The F.XX was a high-wing thick-section cantilever monoplane with a retractable tailwheel landing gear. It was powered by three Wright Cyclone radial engines, one in the nose and one under each wing on struts. The main landing gear retracted into the engine nacelles. The F.XX registered PH-AIZ and named Zilvermeeuw (en: Silver Gull) first flew in 1933. It was delivered to KLM for services from Amsterdam to London and Berlin. Although the F.XX was a more advanced design both in aerodynamics and looks than earlier Fokkers, the arrival of the twin-engined low-wing Douglas DC-2 and DC-3 soon rendered it obsolete.

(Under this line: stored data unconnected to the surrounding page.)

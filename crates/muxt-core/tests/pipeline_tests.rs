//! Pipeline tests over real fixture packages: load → evaluate → bind →
//! check → emit, end to end.

use std::path::Path;

use pretty_assertions::assert_eq;

use muxt_core::analyze::{Analysis, AnalysisOptions, analyze};
use muxt_core::emit::{EmitConfig, generate};
use muxt_core::source::Package;

fn write_package(files: &[(&str, &str)]) -> tempfile::TempDir {
    let dir = tempfile::tempdir().unwrap();
    for (name, contents) in files {
        let path = dir.path().join(name);
        if let Some(parent) = path.parent() {
            std::fs::create_dir_all(parent).unwrap();
        }
        std::fs::write(path, contents).unwrap();
    }
    dir
}

fn run(dir: &Path, receiver: Option<&str>, var: &str) -> muxt_core::error::MuxtResult<Analysis> {
    let package = Package::load(dir)?;
    let opts = AnalysisOptions {
        templates_variable: var.to_string(),
        receiver_type: receiver.map(String::from),
        receiver_package: None,
    };
    analyze(&package, &opts)
}

fn emitted(analysis: &Analysis) -> String {
    let cfg = EmitConfig {
        templates_var: analysis.environment.var_ident.clone(),
        ..EmitConfig::default()
    };
    generate(&analysis.routes, &cfg)
}

// ── scenario: a bare static route ─────────────────────────────────────────

#[test]
fn static_root_route_renders_with_empty_data() {
    let dir = write_package(&[(
        "lib.rs",
        r#"
use muxt_templates as template;

static TEMPLATES: template::LazySet = template::lazy(|| {
    template::must(template::new("GET /").parse("<h1>hi</h1>"))
});
"#,
    )]);
    let analysis = run(dir.path(), None, "TEMPLATES").unwrap();
    assert!(analysis.errors.is_empty(), "{}", analysis.errors);
    assert_eq!(analysis.routes.len(), 1);
    let route = &analysis.routes[0];
    assert!(route.method.is_none());
    assert_eq!(route.route.default_status(), 200);

    let code = emitted(&analysis);
    assert!(code.contains(r#"router.route("/", axum::routing::get("#));
    assert!(code.contains("let mut status: u16 = 200;"));
    assert!(code.contains("let result_value: Option<()> = Some(());"));
}

// ── scenario: typed placeholder with error handling ───────────────────────

const USER_APP: &str = r#"
use muxt_templates as template;

pub struct Server;

pub struct User {
    pub name: String,
}

pub struct AppError;

impl std::fmt::Display for AppError {
    fn fmt(&self, f: &mut std::fmt::Formatter<'_>) -> std::fmt::Result {
        f.write_str("lookup failed")
    }
}

impl Server {
    pub fn get_user(&self, ctx: &http::Extensions, id: i64) -> Result<User, AppError> {
        let _ = (ctx, id);
        Err(AppError)
    }
}

static TEMPLATES: template::LazySet = template::lazy(|| {
    template::must(
        template::new("GET /user/{id} get_user(ctx, id)")
            .parse("{{if .Err}}{{.Err.Error}}{{else}}{{.Result.name}}{{end}}"),
    )
});
"#;

#[test]
fn placeholder_route_parses_id_and_guards_with_400() {
    let dir = write_package(&[("lib.rs", USER_APP)]);
    let analysis = run(dir.path(), Some("Server"), "TEMPLATES").unwrap();
    assert!(analysis.errors.is_empty(), "{}", analysis.errors);

    let code = emitted(&analysis);
    // /user/42 parses into an i64 before the method runs; /user/abc never
    // reaches the method.
    assert!(code.contains("raw_id.parse::<i64>()"));
    let parse_idx = code.find("raw_id.parse::<i64>()").unwrap();
    let call_idx = code.find("receiver.get_user(").unwrap();
    assert!(parse_idx < call_idx, "placeholder parse precedes the call");
    assert!(code.contains("Err(_) => return muxt_error_response(axum::http::StatusCode::BAD_REQUEST)"));
    // Unhandled errors produce 500 (AppError has no status_code).
    assert!(code.contains("status = 500;"));
    assert!(code.contains("err_list.push(err.to_string());"));
}

// ── scenario: form decoding with input constraints ────────────────────────

const FORM_APP: &str = r#"
use muxt_templates as template;

pub struct Server;

pub struct SignUp {
    pub username: String,
    pub age: i64,
}

pub struct User {
    pub name: String,
}

pub struct SignUpError;

impl std::fmt::Display for SignUpError {
    fn fmt(&self, f: &mut std::fmt::Formatter<'_>) -> std::fmt::Result {
        f.write_str("invalid sign-up")
    }
}

impl Server {
    pub fn create_user(&self, ctx: &http::Extensions, form: SignUp) -> Result<User, SignUpError> {
        let _ = (ctx, form);
        Err(SignUpError)
    }
}

static TEMPLATES: template::LazySet = template::lazy(|| {
    template::must(
        template::new("POST /user 201 create_user(ctx, form)")
            .parse("<form><input name=username><input name=age min=18></form>{{.Result.name}}"),
    )
});
"#;

#[test]
fn form_route_enforces_input_constraints_and_declared_status() {
    let dir = write_package(&[("lib.rs", FORM_APP)]);
    let analysis = run(dir.path(), Some("Server"), "TEMPLATES").unwrap();
    assert!(analysis.errors.is_empty(), "{}", analysis.errors);
    assert_eq!(analysis.routes[0].route.default_status(), 201);

    let code = emitted(&analysis);
    // Age=17 trips the min bound from the template's input tag; Age=18
    // proceeds to the 201 render.
    assert!(code.contains("let mut status: u16 = 201;"));
    assert!(code.contains("if parsed < 18"));
    assert!(code.contains("value.parse::<i64>()"));
    assert!(code.contains("form_urlencoded::parse"));
    assert!(code.contains("SignUp {"));
}

// ── scenario: error-only handler under a declared status ──────────────────

const DELETE_APP: &str = r#"
use muxt_templates as template;

pub struct Server;

pub struct DeleteError;

impl std::fmt::Display for DeleteError {
    fn fmt(&self, f: &mut std::fmt::Formatter<'_>) -> std::fmt::Result {
        f.write_str("delete failed")
    }
}

impl Server {
    pub fn delete_user(&self, ctx: &http::Extensions, id: i64) -> Result<(), DeleteError> {
        let _ = (ctx, id);
        Ok(())
    }
}

static TEMPLATES: template::LazySet = template::lazy(|| {
    template::must(template::new("DELETE /user/{id} 204 delete_user(ctx, id)").parse(""))
});
"#;

#[test]
fn error_only_route_uses_204_success_and_500_failure() {
    let dir = write_package(&[("lib.rs", DELETE_APP)]);
    let analysis = run(dir.path(), Some("Server"), "TEMPLATES").unwrap();
    assert!(analysis.errors.is_empty(), "{}", analysis.errors);

    let code = emitted(&analysis);
    assert!(code.contains("let mut status: u16 = 204;"));
    assert!(code.contains("Ok(()) => Some(()),"));
    assert!(code.contains("status = 500;"));
}

#[test]
fn error_status_code_method_overrides_500() {
    let app = DELETE_APP.replace(
        "pub struct DeleteError;",
        "pub struct DeleteError;\nimpl DeleteError { pub fn status_code(&self) -> u16 { 409 } }",
    );
    let dir = write_package(&[("lib.rs", &app)]);
    let analysis = run(dir.path(), Some("Server"), "TEMPLATES").unwrap();
    let code = emitted(&analysis);
    assert!(code.contains("status = err.status_code() as u16;"));
}

// ── scenario: sub-template typing across files ────────────────────────────

const ARTICLE_LIB: &str = r#"
use muxt_templates as template;

pub struct Server;

pub struct Article {
    pub title: String,
}

pub struct LoadError;

impl std::fmt::Display for LoadError {
    fn fmt(&self, f: &mut std::fmt::Formatter<'_>) -> std::fmt::Result {
        f.write_str("load failed")
    }
}

impl Server {
    pub fn get_article(&self, ctx: &http::Extensions, id: i64) -> Result<Article, LoadError> {
        let _ = (ctx, id);
        Err(LoadError)
    }
}

static ASSETS: template::Files = template::embed_files!("templates/*.html");

static TEMPLATES: template::LazySet = template::lazy(|| {
    template::must(
        template::new("GET /article/{id} get_article(ctx, id)")
            .parse_files(&ASSETS, &["*.html"])
            .new_root("GET /article/{id} get_article(ctx, id)")
            .parse("{{template \"row.html\" .Result}}"),
    )
});
"#;

#[test]
fn sub_template_checks_under_the_computed_argument_type() {
    let dir = write_package(&[
        ("lib.rs", ARTICLE_LIB),
        ("templates/row.html", "<h2>{{.title}}</h2>"),
    ]);
    let analysis = run(dir.path(), Some("Server"), "TEMPLATES").unwrap();
    assert!(analysis.errors.is_empty(), "{}", analysis.errors);
    assert_eq!(analysis.refs.len(), 1);
    assert_eq!(analysis.refs[0].callee, "row.html");
}

#[test]
fn sub_template_error_points_at_its_own_file() {
    let dir = write_package(&[
        ("lib.rs", ARTICLE_LIB),
        ("templates/row.html", "<h2>\n{{.nonexistent_field}}</h2>"),
    ]);
    let analysis = run(dir.path(), Some("Server"), "TEMPLATES").unwrap();
    assert_eq!(analysis.errors.len(), 1);
    let message = analysis.errors.to_string();
    assert!(
        message.contains("row.html:2:"),
        "diagnostic should carry the sub-template's own file position: {message}"
    );
    assert!(message.contains("no field or method nonexistent_field"));
}

// ── scenario: independent variables, independent surfaces ─────────────────

const TWO_VARS: &str = r#"
use muxt_templates as template;

pub struct Site;

pub struct Page {
    pub body: String,
}

pub struct PageError;

impl std::fmt::Display for PageError {
    fn fmt(&self, f: &mut std::fmt::Formatter<'_>) -> std::fmt::Result {
        f.write_str("page error")
    }
}

impl Site {
    pub fn public_page(&self, ctx: &http::Extensions) -> Result<Page, PageError> {
        let _ = ctx;
        Err(PageError)
    }
    pub fn admin_page(&self, ctx: &http::Extensions) -> Result<Page, PageError> {
        let _ = ctx;
        Err(PageError)
    }
}

static PUBLIC_TEMPLATES: template::LazySet = template::lazy(|| {
    template::must(template::new("GET / public_page(ctx)").parse("{{.Result.body}}"))
});

static ADMIN_TEMPLATES: template::LazySet = template::lazy(|| {
    template::must(template::new("GET /admin admin_page(ctx)").parse("{{.Result.body}}"))
});
"#;

#[test]
fn two_variables_produce_disjoint_receiver_interfaces() {
    let dir = write_package(&[("lib.rs", TWO_VARS)]);

    let public = run(dir.path(), Some("Site"), "PUBLIC_TEMPLATES").unwrap();
    let admin = run(dir.path(), Some("Site"), "ADMIN_TEMPLATES").unwrap();
    assert!(public.errors.is_empty(), "{}", public.errors);
    assert!(admin.errors.is_empty(), "{}", admin.errors);

    let public_code = emitted(&public);
    let admin_code = emitted(&admin);
    assert!(public_code.contains("fn public_page"));
    assert!(!public_code.contains("fn admin_page"));
    assert!(admin_code.contains("fn admin_page"));
    assert!(!admin_code.contains("fn public_page"));
}

// ── reconstruction equals runtime parsing ─────────────────────────────────

#[test]
fn evaluator_trees_match_direct_runtime_parsing() {
    let dir = write_package(&[(
        "lib.rs",
        r#"
use muxt_templates as template;

static TEMPLATES: template::LazySet = template::lazy(|| {
    template::must(
        template::new("GET /")
            .parse("<main>{{define \"row\"}}<li>{{.}}</li>{{end}}{{template \"row\"}}</main>"),
    )
});
"#,
    )]);
    let analysis = run(dir.path(), None, "TEMPLATES").unwrap();

    // What a faithful runtime would hold.
    let runtime = muxt_templates::must(muxt_templates::new("GET /").parse(
        "<main>{{define \"row\"}}<li>{{.}}</li>{{end}}{{template \"row\"}}</main>",
    ));

    let evaluated: Vec<(String, String)> = analysis
        .environment
        .set
        .trees()
        .iter()
        .map(|(name, tree)| (name.clone(), tree.to_string()))
        .collect();
    let direct: Vec<(String, String)> = runtime
        .trees()
        .iter()
        .map(|(name, tree)| (name.clone(), tree.to_string()))
        .collect();
    assert_eq!(evaluated, direct);
    assert_eq!(
        analysis.environment.set.func_names(),
        runtime.func_names()
    );
    assert_eq!(analysis.environment.delims, ("{{".to_string(), "}}".to_string()));
}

Only one aircraft was built, and after service with KLM was sold to French airline Air Tropique; the plane got a camouflage paint scheme and was registered F-APEZ. Air Tropique had ties with the Spanish Republican government, that used the plane to operate a liaison service between Madrid and Paris. In 1937 it went to LAPE in Spain, and was registered EC-45-E. The plane crashed in Spain February 15, 1938 near Barcelona at Prat de Llobregat Airport.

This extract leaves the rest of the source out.